(specially concurring and dissenting in part).
I concur in most of the majority opinion, except as hereinafter stated and explained.
I am fully aware that decisions of the court generally have both retroactive application as applied to the facts of the case giving rise to the decision and prospective application as to the rule of law announced and as it may apply to others. It really would be an unusual situation if a decision did not apply to the facts performed or accomplished and in that respect the decision is retroactive as applied to those facts. With this I have no problem. I also recognize that a rule of law, purely the product of the court, as distinguished from the interpretation or construction of a statute or constitutional'provision which if later overruled may be given a delayed effective date. I have reservations in making a ruling effective some time in the future and am reluctant to support and promote such a concept.

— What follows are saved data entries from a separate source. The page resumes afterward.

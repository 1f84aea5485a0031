//! Worker logic for the rinkorea offline cache.
//!
//! This crate provides the upstream fetch client, the request router, the
//! caching strategies and the worker lifecycle shared by the server and CLI.

pub mod fetch;
pub mod lifecycle;
pub mod router;
pub mod strategy;
pub mod worker;

#[cfg(test)]
mod testing;

pub use fetch::{FetchClient, FetchConfig, Network};
pub use lifecycle::{ActivateReport, InstallReport, LifecycleEvent, LifecycleState};
pub use router::{Decision, PassReason, Route, RouteContext, RouteInfo, Router};
pub use strategy::{Handled, ResponseSource, Strategy, StrategyContext};
pub use worker::{FetchOutcome, ServiceWorker, WorkerStatus};
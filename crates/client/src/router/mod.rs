//! Request routing: decide whether to intercept a request and which
//! strategy answers it.
//!
//! Classification is an ordered table of (predicate, strategy, partition)
//! routes evaluated top to bottom; the first match wins. The default table:
//!
//! | route   | matches                                        | strategy               | partition |
//! |---------|------------------------------------------------|------------------------|-----------|
//! | static  | `/assets/`, js/mjs/css/fonts                   | cache-first            | static    |
//! | image   | `/images/`, image destination, image extension | cache-first            | images    |
//! | api     | backend host, `/api/` prefix                   | network-first          | dynamic   |
//! | default | everything else                                | stale-while-revalidate | dynamic   |

pub mod predicates;

use http::Method;
use serde::Serialize;
use url::Url;

use rinkorea_core::{PartitionKind, WorkerRequest};

use crate::fetch::same_origin;
use crate::strategy::Strategy;

/// Inputs shared by every predicate.
#[derive(Debug, Clone)]
pub struct RouteContext {
    origin: Url,
    backend_host: String,
}

impl RouteContext {
    pub fn new(origin: Url, backend_host: impl Into<String>) -> Self {
        Self { origin, backend_host: backend_host.into().to_lowercase() }
    }

    pub fn is_backend_host(&self, host: &str) -> bool {
        host.to_lowercase().contains(&self.backend_host)
    }
}

pub type Predicate = fn(&RouteContext, &WorkerRequest) -> bool;

/// One row of the routing table.
#[derive(Clone, Copy)]
pub struct Route {
    pub name: &'static str,
    pub predicate: Predicate,
    pub strategy: Strategy,
    pub partition: PartitionKind,
}

impl std::fmt::Debug for Route {
    fn fmt(&self, f: &mut std::fmt::Formatter<'_>) -> std::fmt::Result {
        f.debug_struct("Route")
            .field("name", &self.name)
            .field("strategy", &self.strategy)
            .field("partition", &self.partition)
            .finish()
    }
}

/// Serializable view of a route, for status reporting.
#[derive(Debug, Clone, PartialEq, Eq, Serialize)]
pub struct RouteInfo {
    pub name: &'static str,
    pub strategy: Strategy,
    pub partition: PartitionKind,
}

impl From<&Route> for RouteInfo {
    fn from(route: &Route) -> Self {
        Self { name: route.name, strategy: route.strategy, partition: route.partition }
    }
}

/// Why a request was left to the network untouched.
#[derive(Debug, Clone, Copy, PartialEq, Eq)]
pub enum PassReason {
    /// Not a GET.
    Method,
    /// Not http(s).
    Scheme,
    /// Another origin that isn't the backend host.
    CrossOrigin,
    /// No route in the table matched.
    Unrouted,
}

#[derive(Debug, Clone, Copy)]
pub enum Decision<'a> {
    PassThrough(PassReason),
    Route(&'a Route),
}

/// The default routing table.
pub fn default_routes() -> Vec<Route> {
    vec![
        Route {
            name: "static",
            predicate: predicates::is_static_asset,
            strategy: Strategy::CacheFirst,
            partition: PartitionKind::Static,
        },
        Route {
            name: "image",
            predicate: predicates::is_image,
            strategy: Strategy::CacheFirst,
            partition: PartitionKind::Images,
        },
        Route {
            name: "api",
            predicate: predicates::is_api,
            strategy: Strategy::NetworkFirst,
            partition: PartitionKind::Dynamic,
        },
        Route {
            name: "default",
            predicate: predicates::any,
            strategy: Strategy::StaleWhileRevalidate,
            partition: PartitionKind::Dynamic,
        },
    ]
}

#[derive(Debug, Clone)]
pub struct Router {
    context: RouteContext,
    routes: Vec<Route>,
}

impl Router {
    /// Router with the default table.
    pub fn new(context: RouteContext) -> Self {
        Self::with_routes(context, default_routes())
    }

    pub fn with_routes(context: RouteContext, routes: Vec<Route>) -> Self {
        Self { context, routes }
    }

    pub fn context(&self) -> &RouteContext {
        &self.context
    }

    pub fn routes(&self) -> &[Route] {
        &self.routes
    }

    /// Classify a request. The gates run before the table: only same-origin
    /// (or backend host) http(s) GETs are intercepted.
    pub fn classify(&self, request: &WorkerRequest) -> Decision<'_> {
        if request.method != Method::GET {
            return Decision::PassThrough(PassReason::Method);
        }

        if !matches!(request.url.scheme(), "http" | "https") {
            return Decision::PassThrough(PassReason::Scheme);
        }

        let backend = request.url.host_str().is_some_and(|host| self.context.is_backend_host(host));
        if !backend && !same_origin(&request.url, &self.context.origin) {
            return Decision::PassThrough(PassReason::CrossOrigin);
        }

        self.routes
            .iter()
            .find(|route| (route.predicate)(&self.context, request))
            .map_or(Decision::PassThrough(PassReason::Unrouted), Decision::Route)
    }
}
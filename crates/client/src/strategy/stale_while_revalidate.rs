use rinkorea_core::{Error, PartitionKind, StoredResponse, WorkerRequest};

use super::{Handled, StrategyContext};

/// Serve the cached entry immediately and refresh it in the background.
/// With nothing cached the caller waits for that same fetch.
pub async fn stale_while_revalidate(
    ctx: &StrategyContext, partition: PartitionKind, request: &WorkerRequest,
) -> Result<Handled, Error> {
    let cached = ctx.lookup(partition, request).await?;

    if let Some(cached) = cached {
        let ctx = ctx.clone();
        let request = request.clone();
        let revalidation = tokio::spawn(async move {
            if let Err(e) = revalidate(&ctx, partition, &request).await {
                tracing::warn!(url = %request.url, error = %e, "background revalidation could not update cache");
            }
        });

        let mut handled = Handled::cached(cached);
        handled.revalidation = Some(revalidation);
        return Ok(handled);
    }

    Ok(match revalidate(ctx, partition, request).await? {
        Some(response) => Handled::network(response),
        None => Handled::none(),
    })
}

/// Fetch and store a 2xx result. `Ok(None)` means the network failed.
async fn revalidate(
    ctx: &StrategyContext, partition: PartitionKind, request: &WorkerRequest,
) -> Result<Option<StoredResponse>, Error> {
    match ctx.network.fetch(request).await {
        Ok(response) => {
            if response.is_success() {
                ctx.partition(partition).put(request, &response).await?;
            }
            Ok(Some(response))
        }
        Err(e) => {
            tracing::debug!(url = %request.url, error = %e, "revalidation fetch failed");
            Ok(None)
        }
    }
}
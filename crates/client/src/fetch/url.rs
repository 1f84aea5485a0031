//! URL resolution for intercepted requests.

use url::{ParseError, Url};

/// Error type for URL resolution failures.
#[derive(Debug, Clone, thiserror::Error)]
pub enum UrlError {
    #[error("empty URL")]
    Empty,

    #[error("invalid URL: {0}")]
    InvalidUrl(String),
}

/// Resolve a request target against the controlled origin.
///
/// Normalization steps:
/// 1. Trim leading/trailing whitespace
/// 2. Targets that parse as absolute URLs are used as-is; relative ones
///    (origin-form, possibly with URLs in the query) are joined onto `origin`
/// 3. Lowercase the host
/// 4. Remove fragment (#...)
/// 5. Keep query string intact (do not reorder)
///
/// Any scheme is accepted; the router decides what to do with non-http(s).
pub fn resolve(origin: &Url, target: &str) -> Result<Url, UrlError> {
    let trimmed = target.trim();

    if trimmed.is_empty() {
        return Err(UrlError::Empty);
    }

    let mut parsed = match Url::parse(trimmed) {
        Ok(url) => url,
        Err(ParseError::RelativeUrlWithoutBase) => {
            origin.join(trimmed).map_err(|e| UrlError::InvalidUrl(e.to_string()))?
        }
        Err(e) => return Err(UrlError::InvalidUrl(e.to_string())),
    };

    if let Some(host) = parsed.host_str() {
        let lowered = host.to_lowercase();
        parsed
            .set_host(Some(&lowered))
            .map_err(|e| UrlError::InvalidUrl(e.to_string()))?;
    }

    parsed.set_fragment(None);

    Ok(parsed)
}

/// Whether two URLs share scheme, host and port.
pub fn same_origin(a: &Url, b: &Url) -> bool {
    a.origin() == b.origin()
}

The often referred to “Sunburst Doctrine” was primarily concerned whether or not an estimate rate for rate purposes can later be substituted with an actual rate and given a retroactive application. The Montana Supreme Court held it could not be legally done on the basis that the rates established by the Railroad Commission are *467presumed to be reasonable. On appeal, the United States Supreme Court affirmed. The so-called delayed effective date was not at issue. The United States Supreme Court in Great Northern Railway Company v. Sunburst Oil & Refining Company, 287 U.S. 358, 53 S.Ct. 145, 77 L.Ed. 360 (1932), said:
“We think the federal constitution has no voice upon the subject. A state in defining the limits of adherence to precedent may make a choice for itself between the principle of forward operation and that of relation backward. It may say that decisions of its highest court, though later overruled, are law none the less for intermediate transactions. Indeed there are cases intimating, too broadly [citations omitted] that it must give them that effect; but never has doubt been expressed that it may so treat them if it pleases, whenever injustice or hardship will thereby be averted. [Citations omitted.] On the other hand, it may hold to the ancient dogma that the law declared by its courts had a Platonic or ideal existence before the act of declaration, in which event the discredited declaration will be viewed as if it had never been, and the reconsidered declaration as law from the beginning.” 287 U.S. 358, 364-65, 53 S.Ct. 145,148-49, 77 L.Ed. 360, 366.
To obtain the full significance of the court’s ruling it is necessary to examine also the case entitled Sunburst Oil & Refining Co. v. Great Northern Ry. Co., 91 Mont. 216, 7 P.2d 927 (1932).
The court in the case at hand is not announcing a new principle of law. The rule of law announced here arises out of the constitutional and statutory provisions which have been on the books and have been discussed by. legislators and other public officials for many years. The concepts involved are not novel, but have been expressed by many public officials, if not advocated. The statutory and constitutional provisions are clear in this respect. It is simply a matter of á governmental body not following the concepts stated in the statutory and constitutional provisions.
Be that as it may, the assessments involved here were made on an annual basis. Section 179, N.D.Const. and § 52-05-01, NDCC. Each annual assessment can be likened to a cycle. Unless an appeal or review is demanded within a certain time the assessments are the equivalent of “res judicata.”
The basic opinion, as I understand it, concludes that “de facto classification” will no longer be countenanced and assessments must be uniform beginning with 1980 computations until such time as the legislature provides for classification of different levels of property for purposes of taxation. The ruling of the court was delayed until 1980. The reason given in the majority opinion in support of the delayed effective date is that the ruling then would apply to all tax assessment cases. I do not believe this ruling furthers the ends of justice, because the same result would be reached if there were no delay of the effective date on the basis that no further assessments, except the one in the case at hand, would be made until 1980 in any event. The budgets have all been made for the years past and the only case that would come before the Board again are those in which an appeal or a review has been taken.
The appellant won on the points of law but by court rule is denied the relief to which it is entitled. I would have the ruling applied across the board knowing that the only one that could take advantage of it now would be the appellant.